Amazon is still cheaper, usually – especially with the exchange rate so great for Aussies at the moment (about 1AUD = 1USD)  but when you factor in postage cost (and delivery time, of course) Booktopia will sometimes come out on top, especially for more than one book.

Booktopia postage is a flat fee of $6.50 for any number of books, to anywhere in Australia.

I recently looked at ordering about 5 books for myself and for Christmas presents, and despite Amazon being less than half the price on a few of them (that great exchange rate working nicely!) Booktopia still ended up cheaper thanks to the cheap postage. Did I mention the faster delivery?

I’m sharing this now because I just got a discount voucher from them in my email. “Share it around!” they said. Thus, here it is (use it quick, it expires Monday):

Free shipping, expires midnight on Monday 11th October, 2010 (AEST). Enter code at checkout: BOOKTOBERFEST

You can also win $1000 worth of books by ordering something during October.

Note: I’m not affiliated with Booktopia. I’m not being paid for this.
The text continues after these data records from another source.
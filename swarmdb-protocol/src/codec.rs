//! Encoder and decoder for envelopes.

use crate::database::{DatabaseMsg, DatabaseResponse};
use crate::envelope::{Envelope, Payload, PayloadKind, WireEnvelope};
use crate::error::ProtocolError;
use crate::status::{StatusRequest, StatusResponse};
use bytes::Bytes;
use prost::Message;

/// Encodes an envelope into its wire bytes.
///
/// Fields are written in tag order, so equal envelopes always produce equal
/// bytes.
pub fn encode(envelope: &Envelope) -> Bytes {
    let inner = encode_payload(&envelope.payload);
    let mut wire = WireEnvelope {
        sender: envelope.sender.clone(),
        signature: envelope.signature.clone(),
        timestamp: envelope.timestamp,
        ..Default::default()
    };

    match envelope.kind() {
        PayloadKind::DatabaseMsg => wire.database_msg = Some(inner),
        PayloadKind::DatabaseResponse => wire.database_response = Some(inner),
        PayloadKind::StatusRequest => wire.status_request = Some(inner),
        PayloadKind::StatusResponse => wire.status_response = Some(inner),
    }

    Bytes::from(wire.encode_to_vec())
}

/// Encodes just the inner message of a payload.
pub fn encode_payload(payload: &Payload) -> Vec<u8> {
    match payload {
        Payload::DatabaseMsg(msg) => msg.encode_to_vec(),
        Payload::DatabaseResponse(response) => response.encode_to_vec(),
        Payload::StatusRequest(request) => request.encode_to_vec(),
        Payload::StatusResponse(response) => response.encode_to_vec(),
    }
}

/// Decodes wire bytes into an envelope.
///
/// Only the populated slot is parsed as its inner message. Fails when the
/// outer frame is malformed, when zero or several slots are populated, or when
/// the populated slot does not parse as its kind.
pub fn decode(bytes: &[u8]) -> Result<Envelope, ProtocolError> {
    let wire = WireEnvelope::decode(bytes)?;

    let payload = {
        let mut populated = wire.populated();
        match populated.len() {
            0 => return Err(ProtocolError::EmptyEnvelope),
            1 => {
                let (kind, inner) = populated.remove(0);
                decode_payload(kind, inner)?
            }
            _ => {
                return Err(ProtocolError::MultiplePayloads(
                    populated.into_iter().map(|(kind, _)| kind).collect(),
                ))
            }
        }
    };

    Ok(Envelope {
        sender: wire.sender,
        signature: wire.signature,
        timestamp: wire.timestamp,
        payload,
    })
}

/// Decodes the inner message of a known payload kind.
pub fn decode_payload(kind: PayloadKind, bytes: &[u8]) -> Result<Payload, ProtocolError> {
    let invalid = |source| ProtocolError::InvalidPayload { kind, source };

    let payload: Payload = match kind {
        PayloadKind::DatabaseMsg => DatabaseMsg::decode(bytes).map_err(invalid)?.into(),
        PayloadKind::DatabaseResponse => DatabaseResponse::decode(bytes).map_err(invalid)?.into(),
        PayloadKind::StatusRequest => StatusRequest::decode(bytes).map_err(invalid)?.into(),
        PayloadKind::StatusResponse => StatusResponse::decode(bytes).map_err(invalid)?.into(),
    };
    Ok(payload)
}
//! Locally manufactured responses for requests that never reached the wire.

use crate::error::ClientError;
use bytes::Bytes;
use swarmdb_protocol::{DatabaseError, DatabaseMsg, DatabaseResponse, Envelope, Payload};

/// Error message carried by responses synthesized while the socket is not open.
pub const CONNECTION_NOT_OPEN: &str = "CONNECTION NOT OPEN";

/// Builds the encoded `database_response` envelope answering `request_bytes`
/// with a [`CONNECTION_NOT_OPEN`] error.
///
/// `request_bytes` must hold a `database_msg` envelope; anything else is
/// rejected with [`ClientError::UnexpectedPayload`].
pub fn connection_not_open(request_bytes: &[u8]) -> Result<Bytes, ClientError> {
    let request = swarmdb_protocol::decode(request_bytes)?;
    match &request.payload {
        Payload::DatabaseMsg(msg) => Ok(error_response(msg, CONNECTION_NOT_OPEN)),
        other => Err(ClientError::UnexpectedPayload(other.kind())),
    }
}

/// Encodes a `database_response` envelope with `message` as its error and the
/// header copied from `request`.
pub fn error_response(request: &DatabaseMsg, message: &str) -> Bytes {
    let response = DatabaseResponse::error(request.header.clone(), DatabaseError::new(message));
    swarmdb_protocol::encode(&Envelope::new(response))
}

#[cfg(test)]
mod tests {
    use super::*;
    use swarmdb_protocol::{DatabaseHeader, PayloadKind, StatusRequest};

    fn create_request(nonce: u64) -> Bytes {
        let msg = DatabaseMsg::create(DatabaseHeader::new("db-uuid", nonce), "key", b"v".to_vec());
        swarmdb_protocol::encode(&Envelope::new(msg))
    }

    #[test]
    fn test_connection_not_open_copies_header() {
        let response_bytes = connection_not_open(&create_request(42)).unwrap();
        let envelope = swarmdb_protocol::decode(&response_bytes).unwrap();

        let response = envelope.as_database_response().unwrap();
        let header = response.header.as_ref().unwrap();
        assert_eq!(header.nonce, 42);
        assert_eq!(header.db_uuid, "db-uuid");
        assert_eq!(
            response.as_error().map(|e| e.message.as_str()),
            Some("CONNECTION NOT OPEN")
        );
    }

    #[test]
    fn test_connection_not_open_is_deterministic() {
        let request = create_request(7);
        assert_eq!(
            connection_not_open(&request).unwrap(),
            connection_not_open(&request).unwrap()
        );
    }

    #[test]
    fn test_connection_not_open_without_header() {
        let msg = DatabaseMsg {
            header: None,
            msg: None,
        };
        let bytes = swarmdb_protocol::encode(&Envelope::new(msg));

        let envelope = swarmdb_protocol::decode(&connection_not_open(&bytes).unwrap()).unwrap();
        let response = envelope.as_database_response().unwrap();
        assert!(response.header.is_none());
        assert!(response.is_error());
    }

    #[test]
    fn test_connection_not_open_rejects_status_request() {
        let bytes = swarmdb_protocol::encode(&Envelope::new(StatusRequest {}));
        assert!(matches!(
            connection_not_open(&bytes),
            Err(ClientError::UnexpectedPayload(PayloadKind::StatusRequest))
        ));
    }

    #[test]
    fn test_connection_not_open_rejects_garbage() {
        assert!(matches!(
            connection_not_open(b"\xff"),
            Err(ClientError::Protocol(_))
        ));
    }
}
//! LED ring driver
//!
//! Keeps a frame of `N` pixels and pushes it through any async smart-LED
//! writer. Timing for blink patterns comes from the supplied delay, so every
//! pattern blocks the caller until it has finished.

use core::fmt::Debug;
use core::time::Duration;

use embedded_hal_async::delay::DelayNs;
use log::warn;
use smart_leds::{RGB8, SmartLedsWriteAsync, brightness};

pub mod colors {
    use smart_leds::RGB8;

    pub const OFF: RGB8 = RGB8::new(0, 0, 0);
    pub const BLUE: RGB8 = RGB8::new(0, 0, 255);
    pub const RED: RGB8 = RGB8::new(255, 0, 0);
    pub const GREEN: RGB8 = RGB8::new(0, 255, 0);
    pub const ORANGE: RGB8 = RGB8::new(255, 106, 0);
    pub const WHITE: RGB8 = RGB8::new(255, 255, 255);
}

const STARTUP_BLINK_COUNT: u8 = 3;
const STARTUP_BLINK_PERIOD: Duration = Duration::from_millis(500);
const FAULT_BLINK_PERIOD: Duration = Duration::from_millis(1000);

/// What to draw on the ring
#[derive(Debug, Clone, Copy, PartialEq, Eq)]
pub enum RingPattern {
    /// Four evenly spaced pixels lit, the rest off
    Cardinal(RGB8),
    /// Whole ring flashes `count` times, ending dark
    Blink {
        color: RGB8,
        count: u8,
        period: Duration,
    },
}

pub struct LedRing<W, D, const N: usize> {
    writer: W,
    delay: D,
    pixels: [RGB8; N],
    brightness: u8,
}

impl<W, D, const N: usize> LedRing<W, D, N>
where
    W: SmartLedsWriteAsync<Color = RGB8>,
    W::Error: Debug,
    D: DelayNs,
{
    pub fn new(writer: W, delay: D, brightness: u8) -> Self {
        Self {
            writer,
            delay,
            pixels: [colors::OFF; N],
            brightness,
        }
    }

    /// Current frame, before brightness scaling
    pub fn pixels(&self) -> &[RGB8; N] {
        &self.pixels
    }

    pub fn writer(&self) -> &W {
        &self.writer
    }

    /// Indices of the four quarter-position pixels.
    ///
    /// On a 24 pixel ring these are 5, 11, 17 and 23.
    pub const fn cardinal_indices() -> [usize; 4] {
        [N / 4 - 1, N / 2 - 1, 3 * N / 4 - 1, N - 1]
    }

    /// Push the frame to the LEDs.
    pub async fn show(&mut self) {
        let frame = brightness(self.pixels.iter().copied(), self.brightness);
        if let Err(e) = self.writer.write(frame).await {
            warn!("LED ring write failed: {:?}", e);
        }
    }

    pub fn fill(&mut self, color: RGB8) {
        self.pixels = [color; N];
    }

    pub async fn clear(&mut self) {
        self.fill(colors::OFF);
        self.show().await;
    }

    pub async fn show_cardinal_points(&mut self, color: RGB8) {
        self.clear().await;

        for index in Self::cardinal_indices() {
            self.pixels[index] = color;
        }
        self.show().await;
    }

    pub async fn blink(&mut self, color: RGB8, count: u8, period: Duration) {
        let period_ms = u32::try_from(period.as_millis()).unwrap_or(u32::MAX);

        for _ in 0..count {
            self.clear().await;
            self.delay.delay_ms(period_ms).await;
            self.fill(color);
            self.show().await;
            self.delay.delay_ms(period_ms).await;
        }

        self.clear().await;
    }

    pub async fn render(&mut self, pattern: RingPattern) {
        match pattern {
            RingPattern::Cardinal(color) => self.show_cardinal_points(color).await,
            RingPattern::Blink {
                color,
                count,
                period,
            } => self.blink(color, count, period).await,
        }
    }

    /// Boot indication shown before the sensor is brought up.
    pub async fn startup(&mut self) {
        self.clear().await;
        self.blink(colors::BLUE, STARTUP_BLINK_COUNT, STARTUP_BLINK_PERIOD)
            .await;
    }

    /// Blink red forever. Used when the device cannot continue without a
    /// physical fix.
    pub async fn halt_with_fault(&mut self) -> ! {
        loop {
            self.blink(colors::RED, 1, FAULT_BLINK_PERIOD).await;
        }
    }
}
Booktopia doesn’t know I’m writing it.

Basement Books

What happens when a bookstore orders too many copies of a particular book? I found out the full story only a few years ago.

It costs a lot of money to ship books around, and often publishers don’t charge the stores up front for the books, so the books will often be:

1. Remaindered, meaning marked with a pen on the bottom next to the spine and sent off to be sold cheaply elsewhere.

2. Have the cover stripped off and be destroyed (I’d always wondered why books often have an odd warning message about not being sold without the original cover in them – the publisher wants to be sure the books aren’t re-sold).

Well, I’ve found a place that sells remaindered books, and it’s fantastic. It’s called Basement Books, it’s near central station in Sydney, and I make every excuse to visit.

Yesterday I bought:

Remember, these books are brand new, and often good titles (even very popular titles) it’s just that somebody overestimated demand and ordered too many.

The shelves aren’t always alphabetised, and they don’t have everything, but you can get some great books for a heavy discount. Next time you’re in the neighbourhood, check it out.

Note: I’m not affiliated with Basement Books. I’m not being paid for this. They don’t know I’m writing it.